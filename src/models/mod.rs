// src/models/mod.rs

//! Domain models for the notifier.

mod config;
mod row;

// Re-export all public types
pub use config::{Config, EmailConfig, FilterConfig, PortalConfig, StorageConfig};
pub use row::NotificationRow;
//! Storage abstractions for the latest notification batch.
//!
//! Only one batch is ever retained. Writes replace the whole document:
//!
//! ```text
//! storage/
//! └── latest.json    # { updated_at, count, rows }
//! ```

pub mod local;
pub mod memory;
#[cfg(feature = "s3")]
pub mod s3;

use async_trait::async_trait;
use chrono::{DateTime, Utc};
use serde::{Deserialize, Serialize};

use crate::error::Result;
use crate::models::NotificationRow;

// Re-export for convenience
pub use local::LocalStorage;
pub use memory::MemoryStore;

/// Persisted form of the latest batch.
#[derive(Debug, Clone, Serialize, Deserialize)]
pub struct StoredBatch {
    /// ISO 8601 timestamp of last replacement
    pub updated_at: DateTime<Utc>,
    /// Row count
    pub count: usize,
    /// The rows of the batch
    pub rows: Vec<NotificationRow>,
}

impl StoredBatch {
    pub fn new(rows: Vec<NotificationRow>) -> Self {
        Self {
            updated_at: Utc::now(),
            count: rows.len(),
            rows,
        }
    }
}

/// Trait for batch storage backends.
#[async_trait]
pub trait BatchStore: Send + Sync {
    /// Load every row of the stored batch (empty if nothing is stored).
    async fn get_all(&self) -> Result<Vec<NotificationRow>>;

    /// Replace the stored batch with `rows`.
    ///
    /// Readers observe either the previous batch or `rows`, never a mix.
    /// An empty slice clears the store.
    async fn replace_all(&self, rows: &[NotificationRow]) -> Result<()>;
}
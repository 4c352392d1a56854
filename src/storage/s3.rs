//! AWS S3 storage implementation.
//!
//! The latest batch lives in a single object, `{prefix}/latest.json`.
//! `put_object` replaces the object in one step, so readers never see a
//! partially written batch.

use aws_sdk_s3::Client;
use aws_sdk_s3::primitives::ByteStream;
use async_trait::async_trait;

use crate::error::{AppError, Result};
use crate::models::NotificationRow;
use crate::storage::{BatchStore, StoredBatch};

/// S3-based batch storage.
#[derive(Clone)]
pub struct S3Storage {
    client: Client,
    bucket: String,
    key: String,
}

impl S3Storage {
    /// Create a new S3 storage instance.
    pub fn new(client: Client, bucket: impl Into<String>, prefix: &str) -> Self {
        let prefix = prefix.trim_matches('/');
        let key = if prefix.is_empty() {
            "latest.json".to_string()
        } else {
            format!("{prefix}/latest.json")
        };

        Self {
            client,
            bucket: bucket.into(),
            key,
        }
    }

    /// Create S3 storage from environment configuration.
    pub async fn from_env() -> Result<Self> {
        let config = aws_config::load_defaults(aws_config::BehaviorVersion::latest()).await;
        let client = Client::new(&config);

        let bucket = std::env::var("S3_BUCKET").unwrap_or_else(|_| "ku-notify".to_string());
        let prefix = std::env::var("S3_PREFIX").unwrap_or_else(|_| "KuNotifications".to_string());

        Ok(Self::new(client, bucket, &prefix))
    }

    /// Read the stored batch document.
    async fn read_batch(&self) -> Result<Option<StoredBatch>> {
        let result = self
            .client
            .get_object()
            .bucket(&self.bucket)
            .key(&self.key)
            .send()
            .await;

        match result {
            Ok(output) => {
                let bytes = output.body.collect().await.map_err(AppError::storage)?;
                Ok(Some(serde_json::from_slice(&bytes.into_bytes())?))
            }
            Err(err) => {
                let service_err = err.into_service_error();
                if service_err.is_no_such_key() {
                    log::info!("No existing batch at s3://{}/{}", self.bucket, self.key);
                    Ok(None)
                } else {
                    Err(AppError::storage(service_err))
                }
            }
        }
    }
}

#[async_trait]
impl BatchStore for S3Storage {
    async fn get_all(&self) -> Result<Vec<NotificationRow>> {
        Ok(self.read_batch().await?.map(|b| b.rows).unwrap_or_default())
    }

    async fn replace_all(&self, rows: &[NotificationRow]) -> Result<()> {
        let batch = StoredBatch::new(rows.to_vec());
        let json = serde_json::to_vec_pretty(&batch)?;

        self.client
            .put_object()
            .bucket(&self.bucket)
            .key(&self.key)
            .body(ByteStream::from(json))
            .content_type("application/json")
            .send()
            .await
            .map_err(AppError::storage)?;

        log::info!(
            "Wrote {} notifications to s3://{}/{}",
            batch.count,
            self.bucket,
            self.key
        );
        Ok(())
    }
}
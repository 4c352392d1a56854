//! Pipeline entry points.
//!
//! - `detect`: decide what changed between the stored and scraped batch
//! - `run_check`: persist and notify for one scraped batch
//! - `run_once`: scrape the portal, then `run_check`

pub mod check;
pub mod diff;
pub mod filter;
mod run;

pub use check::{CheckReport, run_check};
pub use diff::{ChangeDecision, ChangeKind, detect};
pub use filter::{InterestFilter, is_interesting};
pub use run::run_once;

---------------

Starting at the first line and ending at the last, restate the material word for word.

- [ANSWER TO THE EXERCISE]
filename src/models/mod.rs
// src/models/mod.rs

//! Domain models for the notifier.

mod config;
mod row;

// Re-export all public types
pub use config::{Config, EmailConfig, FilterConfig, PortalConfig, StorageConfig};
pub use row::NotificationRow;
//! Storage abstractions for the latest notification batch.
//!
//! Only one batch is ever retained. Writes replace the whole document:
//!
//! ```text
//! storage/
//! └── latest.json    # { updated_at, count, rows }
//! ```

pub mod local;
pub mod memory;
#[cfg(feature = "s3")]
pub mod s3;

use async_trait::async_trait;
use chrono::{DateTime, Utc};
use serde::{Deserialize, Serialize};

use crate::error::Result;
use crate::models::NotificationRow;

// Re-export for convenience
pub use local::LocalStorage;
pub use memory::MemoryStore;

/// Persisted form of the latest batch.
#[derive(Debug, Clone, Serialize, Deserialize)]
pub struct StoredBatch {
    /// ISO 8601 timestamp of last replacement
    pub updated_at: DateTime<Utc>,
    /// Row count
    pub count: usize,
    /// The rows of the batch
    pub rows: Vec<NotificationRow>,
}

impl StoredBatch {
    pub fn new(rows: Vec<NotificationRow>) -> Self {
        Self {
            updated_at: Utc::now(),
            count: rows.len(),
            rows,
        }
    }
}

/// Trait for batch storage backends.
#[async_trait]
pub trait BatchStore: Send + Sync {
    /// Load every row of the stored batch (empty if nothing is stored).
    async fn get_all(&self) -> Result<Vec<NotificationRow>>;

    /// Replace the stored batch with `rows`.
    ///
    /// Readers observe either the previous batch or `rows`, never a mix.
    /// An empty slice clears the store.
    async fn replace_all(&self, rows: &[NotificationRow]) -> Result<()>;
}
repository 4c352392d1a56854
filename src/storage/s3.rs
//! AWS S3 storage implementation.
//!
//! The latest batch lives in a single object, `{prefix}/latest.json`.
//! `put_object` replaces the object in one step, so readers never see a
//! partially written batch.

use aws_sdk_s3::Client;
use aws_sdk_s3::primitives::ByteStream;
use async_trait::async_trait;

use crate::error::{AppError, Result};
use crate::models::NotificationRow;
use crate::storage::{BatchStore, StoredBatch};

/// S3-based batch storage.
#[derive(Clone)]
pub struct S3Storage {
    client: Client,
    bucket: String,
    key: String,
}

impl S3Storage {
    /// Create a new S3 storage instance.
    pub fn new(client: Client, bucket: impl Into<String>, prefix: &str) -> Self {
        let prefix = prefix.trim_matches('/');
        let key = if prefix.is_empty() {
            "latest.json".to_string()
        } else {
            format!("{prefix}/latest.json")
        };

        Self {
            client,
            bucket: bucket.into(),
            key,
        }
    }

    /// Create S3 storage from environment configuration.
    pub async fn from_env() -> Result<Self> {
        let config = aws_config::load_defaults(aws_config::BehaviorVersion::latest()).await;
        let client = Client::new(&config);

        let bucket = std::env::var("S3_BUCKET").unwrap_or_else(|_| "ku-notify".to_string());
        let prefix = std::env::var("S3_PREFIX").unwrap_or_else(|_| "KuNotifications".to_string());

        Ok(Self::new(client, bucket, &prefix))
    }

    /// Read the stored batch document.
    async fn read_batch(&self) -> Result<Option<StoredBatch>> {
        let result = self
            .client
            .get_object()
            .bucket(&self.bucket)
            .key(&self.key)
            .send()
            .await;

        match result {
            Ok(output) => {
                let bytes = output.body.collect().await.map_err(AppError::storage)?;
                Ok(Some(serde_json::from_slice(&bytes.into_bytes())?))
            }
            Err(err) => {
                let service_err = err.into_service_error();
                if service_err.is_no_such_key() {
                    log::info!("No existing batch at s3://{}/{}", self.bucket, self.key);
                    Ok(None)
                } else {
                    Err(AppError::storage(service_err))
                }
            }
        }
    }
}

#[async_trait]
impl BatchStore for S3Storage {
    async fn get_all(&self) -> Result<Vec<NotificationRow>> {
        Ok(self.read_batch().await?.map(|b| b.rows).unwrap_or_default())
    }

    async fn replace_all(&self, rows: &[NotificationRow]) -> Result<()> {
        let batch = StoredBatch::new(rows.to_vec());
        let json = serde_json::to_vec_pretty(&batch)?;

        self.client
            .put_object()
            .bucket(&self.bucket)
            .key(&self.key)
            .body(ByteStream::from(json))
            .content_type("application/json")
            .send()
            .await
            .map_err(AppError::storage)?;

        log::info!(
            "Wrote {} notifications to s3://{}/{}",
            batch.count,
            self.bucket,
            self.key
        );
        Ok(())
    }
}
repository 4c352392d1a56854
//! Pipeline entry points.
//!
//! - `detect`: decide what changed between the stored and scraped batch
//! - `run_check`: persist and notify for one scraped batch
//! - `run_once`: scrape the portal, then `run_check`

pub mod check;
pub mod diff;
pub mod filter;
mod run;

pub use check::{CheckReport, run_check};
pub use diff::{ChangeDecision, ChangeKind, detect};
pub use filter::{InterestFilter, is_interesting};
pub use run::run_once;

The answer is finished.